Monday 1 August 2011

Quiet Is the New Loud

You might remember the title of this post as the Kings of Convenience's first album title. They're a duo from Bergen, Norway, who slot in between the simple folk-pop of Simon and Garfunkel, and the baroque chamber-pop of the Pale Fountains.

They come to mind because, over the days since the Utøya massacre, I've been musing, in an uninformed way, on Norwegian culture. I may have mentioned before that I think it all went wrong for the British Isles when Harold Godwinsson resisted Harald Hardrada and his armies in 1066. OK, there'd have been a little light pillaging, but we'd have ended up in a lovely left-wing paradise, with liveable cities, good pensions and unprepossessing international respect.

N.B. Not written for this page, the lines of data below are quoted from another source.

//! Validation for budget rows
//!
//! - `field`: single-value checks (required, amount, date, length)
//! - `row`: the strict field-by-field row check
//! - `legacy`: the loose boolean row check

pub mod field;
pub mod legacy;
pub mod row;

pub use field::{
    parse_date, validate_amount, validate_date, validate_default_length, validate_required,
    validate_string_length, FieldCheck, FieldError, DEFAULT_MAX_LENGTH,
};
pub use legacy::is_loosely_valid;
pub use row::{validate_budget_row, RowField, RowValidation};
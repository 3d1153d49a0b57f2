//! Export module for budget-sheet
//!
//! Writes rows to spreadsheet files:
//! - CSV: quoted text fields, two-decimal amounts
//! - XLSX: one `Budget` sheet with currency-formatted amounts
//!
//! Every free-text field is sanitized exactly once on the way out, whatever
//! the format. The `export_to_*` entry points report success as a `bool`
//! and log the reason when they fail.

pub mod csv;
pub mod xlsx;

pub use self::csv::{budget_csv_string, export_to_csv, write_budget_csv};
pub use self::xlsx::{budget_xlsx_bytes, build_budget_workbook, export_to_excel};

use chrono::NaiveDate;
use clap::ValueEnum;
use serde::{Deserialize, Serialize};
use std::ffi::OsString;
use std::fmt;
use std::path::{Path, PathBuf};

use crate::models::BudgetRow;
use crate::security::sanitize_for_export;

/// Column headers shared by both formats
pub use crate::storage::CSV_HEADERS as EXPORT_HEADERS;

/// Export format options
#[derive(Debug, Clone, Copy, PartialEq, Eq, Default, ValueEnum, Serialize, Deserialize)]
#[serde(rename_all = "lowercase")]
pub enum ExportFormat {
    /// Comma-separated values
    #[default]
    Csv,
    /// Excel workbook
    Xlsx,
}

impl ExportFormat {
    pub fn extension(&self) -> &'static str {
        match self {
            Self::Csv => "csv",
            Self::Xlsx => "xlsx",
        }
    }
}

impl fmt::Display for ExportFormat {
    fn fmt(&self, f: &mut fmt::Formatter<'_>) -> fmt::Result {
        f.write_str(self.extension())
    }
}

/// A row with its text fields sanitized for output
#[derive(Debug, Clone, PartialEq)]
pub struct SanitizedRow {
    /// Type names are fixed words and need no sanitizing
    pub kind: &'static str,
    pub category: String,
    pub item: String,
    pub description: String,
    pub date: String,
    /// Always finite: NaN and infinities are written as 0
    pub amount: f64,
    pub notes: String,
}

impl From<&BudgetRow> for SanitizedRow {
    fn from(row: &BudgetRow) -> Self {
        Self {
            kind: row.kind.as_str(),
            category: sanitize_for_export(&row.category),
            item: sanitize_for_export(&row.item),
            description: sanitize_for_export(&row.description),
            date: sanitize_for_export(&row.date),
            amount: if row.amount.is_finite() { row.amount } else { 0.0 },
            notes: sanitize_for_export(&row.notes),
        }
    }
}

/// `{prefix}-{YYYY-MM-DD}`, the default export file name
pub fn default_basename(prefix: &str, date: NaiveDate) -> String {
    format!("{}-{}", prefix, date.format("%Y-%m-%d"))
}

/// Append the format's extension to a basename
///
/// The extension is appended, never substituted, so a basename that
/// already contains a dot keeps it.
pub fn output_path(basename: impl AsRef<Path>, format: ExportFormat) -> PathBuf {
    let mut name = OsString::from(basename.as_ref().as_os_str());
    name.push(".");
    name.push(format.extension());
    PathBuf::from(name)
}

/// Export in the given format; see [`export_to_csv`] / [`export_to_excel`]
pub fn export_rows(rows: &[BudgetRow], basename: impl AsRef<Path>, format: ExportFormat) -> bool {
    match format {
        ExportFormat::Csv => export_to_csv(rows, basename),
        ExportFormat::Xlsx => export_to_excel(rows, basename),
    }
}

#[cfg(test)]
mod tests {
    use super::*;
    use crate::models::BudgetType;

    #[test]
    fn test_sanitized_row() {
        let row = BudgetRow::new(BudgetType::Expense, "=cmd", "<b>Rent</b>", 10.0)
            .with_date("2025-01-01")
            .with_notes("@note");
        let clean = SanitizedRow::from(&row);

        assert_eq!(clean.kind, "Expense");
        assert_eq!(clean.category, "cmd");
        assert_eq!(clean.item, "&lt;b&gt;Rent&lt;/b&gt;");
        assert_eq!(clean.notes, "note");
        assert_eq!(clean.amount, 10.0);
    }

    #[test]
    fn test_non_finite_amount_exports_as_zero() {
        for amount in [f64::NAN, f64::INFINITY, f64::NEG_INFINITY] {
            let row = BudgetRow::new(BudgetType::Expense, "Pets", "Vet Bills", amount);
            assert_eq!(SanitizedRow::from(&row).amount, 0.0);
        }
    }

    #[test]
    fn test_default_basename() {
        let date = NaiveDate::from_ymd_opt(2025, 2, 3).unwrap();
        assert_eq!(default_basename("budget", date), "budget-2025-02-03");
    }

    #[test]
    fn test_output_path_appends_extension() {
        assert_eq!(
            output_path("budget-2025-02-03", ExportFormat::Csv),
            PathBuf::from("budget-2025-02-03.csv")
        );
        assert_eq!(
            output_path("out/v1.2", ExportFormat::Xlsx),
            PathBuf::from("out/v1.2.xlsx")
        );
    }
}
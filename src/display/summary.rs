//! Summary display formatting
//!
//! Renders a [`BudgetSummary`] as totals plus one table per row type.

use tabled::{settings::Style, Table, Tabled};

use crate::models::BudgetType;
use crate::reports::{BudgetSummary, CategoryTotal};

use super::format::{colored_by_standing, format_currency, separator};

#[derive(Tabled)]
struct CategoryLine {
    #[tabled(rename = "Category")]
    category: String,
    #[tabled(rename = "Rows")]
    count: usize,
    #[tabled(rename = "Total")]
    total: String,
}

/// Format the full summary
pub fn format_summary(summary: &BudgetSummary, symbol: &str) -> String {
    let mut output = String::new();

    output.push_str("Budget Summary\n");
    output.push_str(&separator(40));
    output.push('\n');
    output.push_str(&format!(
        "  Total Income:     {}\n",
        format_currency(summary.total_income, symbol)
    ));
    output.push_str(&format!(
        "  Total Expenses:   {}\n",
        format_currency(summary.total_expenses, symbol)
    ));
    output.push_str(&format!(
        "  Remaining Budget: {}\n",
        colored_by_standing(&format_currency(summary.remaining, symbol), summary.standing())
    ));

    for kind in BudgetType::all() {
        output.push('\n');
        output.push_str(&format!("{} Categories\n", kind));
        output.push_str(&format_category_table(summary.categories(*kind), *kind, symbol));
        output.push('\n');
    }

    output
}

/// Format one category breakdown as a table
pub fn format_category_table(totals: &[CategoryTotal], kind: BudgetType, symbol: &str) -> String {
    if totals.is_empty() {
        return format!("No {} categories", kind.as_str().to_lowercase());
    }

    let lines = totals.iter().map(|t| CategoryLine {
        category: t.category.clone(),
        count: t.count,
        total: format_currency(t.total, symbol),
    });

    let mut table = Table::new(lines);
    table.with(Style::psql());
    table.to_string()
}
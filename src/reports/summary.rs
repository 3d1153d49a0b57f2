//! Budget summary
//!
//! Totals by type and per-category breakdowns for a set of rows.

use crate::models::{BudgetRow, BudgetType};

/// Label for rows with an empty category
pub const UNCATEGORIZED: &str = "Uncategorized";

/// Total for one category
#[derive(Debug, Clone, PartialEq)]
pub struct CategoryTotal {
    pub category: String,
    pub total: f64,
    /// Number of rows in the category
    pub count: usize,
}

/// Whether income covers expenses
#[derive(Debug, Clone, Copy, PartialEq, Eq)]
pub enum Standing {
    Surplus,
    Balanced,
    Deficit,
}

/// Budget summary over a set of rows
#[derive(Debug, Clone, PartialEq)]
pub struct BudgetSummary {
    pub total_income: f64,
    pub total_expenses: f64,
    /// Income minus expenses
    pub remaining: f64,
    /// Income per category, in order of first appearance
    pub income_categories: Vec<CategoryTotal>,
    /// Expenses per category, in order of first appearance
    pub expense_categories: Vec<CategoryTotal>,
    pub row_count: usize,
}

impl BudgetSummary {
    /// Generate the summary
    pub fn generate(rows: &[BudgetRow]) -> Self {
        let income_categories = group_by_category(rows, BudgetType::Income);
        let expense_categories = group_by_category(rows, BudgetType::Expense);

        let total_income: f64 = income_categories.iter().map(|c| c.total).sum();
        let total_expenses: f64 = expense_categories.iter().map(|c| c.total).sum();

        Self {
            total_income,
            total_expenses,
            remaining: total_income - total_expenses,
            income_categories,
            expense_categories,
            row_count: rows.len(),
        }
    }

    pub fn standing(&self) -> Standing {
        if self.remaining > 0.0 {
            Standing::Surplus
        } else if self.remaining < 0.0 {
            Standing::Deficit
        } else {
            Standing::Balanced
        }
    }

    pub fn categories(&self, kind: BudgetType) -> &[CategoryTotal] {
        match kind {
            BudgetType::Income => &self.income_categories,
            BudgetType::Expense => &self.expense_categories,
        }
    }
}

fn group_by_category(rows: &[BudgetRow], kind: BudgetType) -> Vec<CategoryTotal> {
    let mut totals: Vec<CategoryTotal> = Vec::new();

    for row in rows.iter().filter(|r| r.kind == kind) {
        let category = if row.category.is_empty() {
            UNCATEGORIZED
        } else {
            row.category.as_str()
        };
        // a NaN amount would poison every total after it
        let amount = if row.amount.is_nan() { 0.0 } else { row.amount };

        match totals.iter_mut().find(|t| t.category == category) {
            Some(entry) => {
                entry.total += amount;
                entry.count += 1;
            }
            None => totals.push(CategoryTotal {
                category: category.to_string(),
                total: amount,
                count: 1,
            }),
        }
    }

    totals
}
//! File I/O utilities with atomic writes
//!
//! Provides safe file operations that won't corrupt data on failure.

use std::fs::{self, File};
use std::io::{BufReader, BufWriter, Write};
use std::path::Path;

use serde::{de::DeserializeOwned, Serialize};

use crate::error::BudgetError;

fn open_required(path: &Path) -> Result<BufReader<File>, BudgetError> {
    if !path.exists() {
        return Err(BudgetError::Storage(format!(
            "File not found: {}",
            path.display()
        )));
    }

    let file = File::open(path)
        .map_err(|e| BudgetError::Storage(format!("Failed to open {}: {}", path.display(), e)))?;
    Ok(BufReader::new(file))
}

/// Read JSON from a file, returning an error if file doesn't exist
pub fn read_json_required<T, P>(path: P) -> Result<T, BudgetError>
where
    T: DeserializeOwned,
    P: AsRef<Path>,
{
    let path = path.as_ref();
    let reader = open_required(path)?;
    serde_json::from_reader(reader)
        .map_err(|e| BudgetError::Storage(format!("Failed to parse {}: {}", path.display(), e)))
}

/// Read YAML from a file, returning an error if file doesn't exist
pub fn read_yaml_required<T, P>(path: P) -> Result<T, BudgetError>
where
    T: DeserializeOwned,
    P: AsRef<Path>,
{
    let path = path.as_ref();
    let reader = open_required(path)?;
    serde_yaml::from_reader(reader)
        .map_err(|e| BudgetError::Storage(format!("Failed to parse {}: {}", path.display(), e)))
}

/// Write JSON to a file atomically (write to temp, then rename)
///
/// The file is either completely written or not modified at all.
pub fn write_json_atomic<T, P>(path: P, data: &T) -> Result<(), BudgetError>
where
    T: Serialize,
    P: AsRef<Path>,
{
    let path = path.as_ref();

    if let Some(parent) = path.parent() {
        fs::create_dir_all(parent).map_err(|e| {
            BudgetError::Storage(format!(
                "Failed to create directory {}: {}",
                parent.display(),
                e
            ))
        })?;
    }

    // Serialize before touching the filesystem
    let contents = serde_json::to_vec_pretty(data)?;

    // Temp file in the same directory so the rename stays atomic
    let temp_path = path.with_extension("json.tmp");

    let file = File::create(&temp_path)
        .map_err(|e| BudgetError::Storage(format!("Failed to create temp file: {}", e)))?;

    let mut writer = BufWriter::new(file);
    writer
        .write_all(&contents)
        .map_err(|e| BudgetError::Storage(format!("Failed to write data: {}", e)))?;

    writer
        .flush()
        .map_err(|e| BudgetError::Storage(format!("Failed to flush data: {}", e)))?;

    writer
        .get_ref()
        .sync_all()
        .map_err(|e| BudgetError::Storage(format!("Failed to sync data: {}", e)))?;

    fs::rename(&temp_path, path).map_err(|e| {
        let _ = fs::remove_file(&temp_path);
        BudgetError::Storage(format!("Failed to rename temp file: {}", e))
    })?;

    Ok(())
}

#[cfg(test)]
mod tests {
    use super::*;
    use serde::Deserialize;
    use tempfile::TempDir;

    #[derive(Debug, Clone, PartialEq, Serialize, Deserialize, Default)]
    struct TestData {
        name: String,
        value: i32,
    }

    #[test]
    fn test_read_missing_file_is_error() {
        let temp_dir = TempDir::new().unwrap();
        let path = temp_dir.path().join("missing.json");

        let err = read_json_required::<TestData, _>(&path).unwrap_err();
        assert!(err.to_string().contains("File not found"));
    }

    #[test]
    fn test_write_and_read() {
        let temp_dir = TempDir::new().unwrap();
        let path = temp_dir.path().join("test.json");

        let data = TestData {
            name: "test".to_string(),
            value: 42,
        };

        write_json_atomic(&path, &data).unwrap();
        let loaded: TestData = read_json_required(&path).unwrap();
        assert_eq!(data, loaded);
        assert!(!temp_dir.path().join("test.json.tmp").exists());
    }

    #[test]
    fn test_write_creates_parent_directories() {
        let temp_dir = TempDir::new().unwrap();
        let path = temp_dir.path().join("nested").join("dir").join("test.json");

        write_json_atomic(&path, &TestData::default()).unwrap();
        assert!(path.exists());
    }

    #[test]
    fn test_unserializable_data_writes_nothing() {
        let temp_dir = TempDir::new().unwrap();
        let path = temp_dir.path().join("keys.json");
        let data = std::collections::BTreeMap::from([((1, 2), 3)]);

        let err = write_json_atomic(&path, &data).unwrap_err();
        assert!(matches!(err, BudgetError::Json(_)));
        assert!(!path.exists());
        assert!(!temp_dir.path().join("keys.json.tmp").exists());
    }

    #[test]
    fn test_read_yaml() {
        let temp_dir = TempDir::new().unwrap();
        let path = temp_dir.path().join("test.yaml");
        fs::write(&path, "name: yaml\nvalue: 7\n").unwrap();

        let loaded: TestData = read_yaml_required(&path).unwrap();
        assert_eq!(loaded.name, "yaml");
        assert_eq!(loaded.value, 7);
    }

    #[test]
    fn test_parse_error_names_file() {
        let temp_dir = TempDir::new().unwrap();
        let path = temp_dir.path().join("broken.json");
        fs::write(&path, "{ not json").unwrap();

        let err = read_json_required::<TestData, _>(&path).unwrap_err();
        assert!(err.to_string().contains("broken.json"));
    }
}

Brevik hasn't changed my mind about this. To me, Scandinavian culture is one of respect: for each other as citizens, for other cultures, for the environment. This is hopelessly naive, of course: the existence of Norwegian death metal is the natural concomitant of a general culture of tolerance. The murder of Swedish PM Olaf Palme in the 80s, Norway's presence in Afghanistan, the rise of the fascist right in several Scandinavian countries and the wave of dark crime thrillers all point to an obverse to the tolerant wonderlands you see in tourist ads, and I'm certainly romanticising them as civilised alternatives to the greedy, shrill, selfish, consumerist, cheap, short-termist hell that the UK has become (characteristics that have affected me, however much I'd like to deny it).

And yet… can you imagine the response of a British government to an atrocity such as Breivik's? In a sense, we don't need to. There have been plenty here, and the response is always the same: war, covert surveillance of entire communities, internment without charge, shrieking headlines and above all, politicians fuelling the hysteria with harsher, dumber, more sweeping attacks on anyone who might be a little different. We saw it all last week: the Sun immediately blamed the killings on 'Al-Qaeda', while the Prime Minister wheeled out the same tired old rubbish about security crackdowns ad infinitum.

But in Norway - still reeling - the tone was different. They could be forgiven for going on the rampage, banning this and burning down that. But they didn't. Their politicians made the kind of speeches that would have ended their careers in Britain, once the Sun and the Daily Mail had their say. They called for reflection, for thought, for research, for debate. They pointed out that curtailing a free, tolerant, liberal society in response to a man who hated free, tolerant, liberal societies would be to give in.

Scandinavian societies might be a little bit dull (as some Norwegians told me!), but they still have a public discourse which isn't dominated by vicious extremist tabloids and the venal, short-sighted politicians who make their careers by pandering to their know-nothing instincts. Instinct is the key to this: Scandinavian societies don't jump to their instincts, whereas we seem only too happy to abandon our intellects in favour of jerking our knees in mindless unison.

Which brings me back to the Kings of Convenience and their slow, calm, thoughtful songs. Rather than giving in to the shrieking of our newspapers, rather than bombing and bullying our way round a world which thinks we owe it a living, how about we adopt the Kings' motto and agree with Norway that Quiet is indeed the New Loud?

2 comments:

Jason D Jawando said...

Your theory about how Britain would have turned out if we'd become Scandinavian is an interesting idea. Personally, I'm a bit resistant to straightforward accounts of history. There is, for example, a strong Scandinavian influence on place names in the North-East of England. The name Sanderson, which is popular in the Scottish borders, is derived from a dialect word for 'stranger's son' - the original Sandersons were Scandinavian immigrant labourers who didn't return (just imagine if they'd had the Daily Mail back then). Before Britain joined the Common Market (as it was then called) we were part of EFTA, a non-aligned group formed by the Scandinavian countries.

The Scandinavian influence on Britain may be greater than we realise, and yet our cultures seem so different. Or perhaps they aren't. Reading about the response of the Norwegian government, I thought about the German bombing of Coventry during WWII. The Daily Express, predictably, called for retribution. Many inhabitants of the city responded with an open letter urging reconciliation.

The Plashing Vole said...

Thanks Jason. I was being deliberately facetious in ignoring the hundreds of years of complicated history separating the nations!